%%

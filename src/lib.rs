mod config;
mod date;
mod error;
mod query;
mod value;

mod service;
mod job;
mod rows;
mod result;
mod executor;

mod memory;
mod rest;

mod progress;
mod concurrency;
mod export;
mod util;

pub use crate::config::{ExecutorOptions, RestConfig, DEFAULT_API_BASE, MIN_POLL_INTERVAL};
pub use crate::date::{iter_year_months, CommentsTable, YearMonth};
pub use crate::error::{QueryError, RemoteError, Result};
pub use crate::query::{normalize_subreddit, CommentsQuery, ParamType, Query, QueryParam, COMMENTS_DATASET, DEFAULT_COMMENT_COLUMNS};
pub use crate::value::{Field, FieldType, Value};

pub use crate::service::{JobReference, JobRequest, JobStatus, QueryService, RowPage};
pub use crate::job::{Job, JobState};
pub use crate::rows::Rows;
pub use crate::result::{ResultSet, Row};
pub use crate::executor::QueryExecutor;

// Backends: scripted in-process warehouse and the REST client.
pub use crate::memory::{comment_schema, demo_comment_rows, InMemoryService, ScriptedJob, SubmittedJob};
pub use crate::rest::RestService;

// Expose multiprogress so binaries can stack bars from parallel executors.
pub use crate::progress::set_global_multiprogress;

// parallel helper: one executor per query
pub use crate::concurrency::run_queries_limited;

// result consumers
pub use crate::export::{write_json_array, write_jsonl, write_tsv};

pub use crate::util::init_tracing_once;
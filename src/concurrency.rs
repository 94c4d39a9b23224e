//! Concurrency helper: run several queries at once, each on its own executor.

use crate::error::Result;
use crate::executor::QueryExecutor;
use crate::query::Query;
use crate::result::ResultSet;
use crate::service::QueryService;
use rayon::prelude::*;

/// Run `queries` with at most `limit` jobs in flight. `make(i)` builds a fresh
/// executor for query `i`; nothing is shared between executors.
/// Results come back in input order, one per query.
pub fn run_queries_limited<S, F>(queries: &[Query], limit: usize, make: F) -> Vec<Result<ResultSet>>
where
    S: QueryService,
    F: Fn(usize) -> QueryExecutor<S> + Sync,
{
    let run_one = |i: usize| make(i).run(&queries[i]);

    if limit <= 1 {
        return (0..queries.len()).map(run_one).collect();
    }
    let mut out = Vec::with_capacity(queries.len());
    let indices: Vec<usize> = (0..queries.len()).collect();
    for chunk in indices.chunks(limit) {
        let mut part: Vec<Result<ResultSet>> = chunk.par_iter().map(|&i| run_one(i)).collect();
        out.append(&mut part);
    }
    out
}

%%

◆ Exercise aim ◆
Across the records, count the lines holding the string "QueryExecutor". Give the number and stop.

◆ Answer ◆
3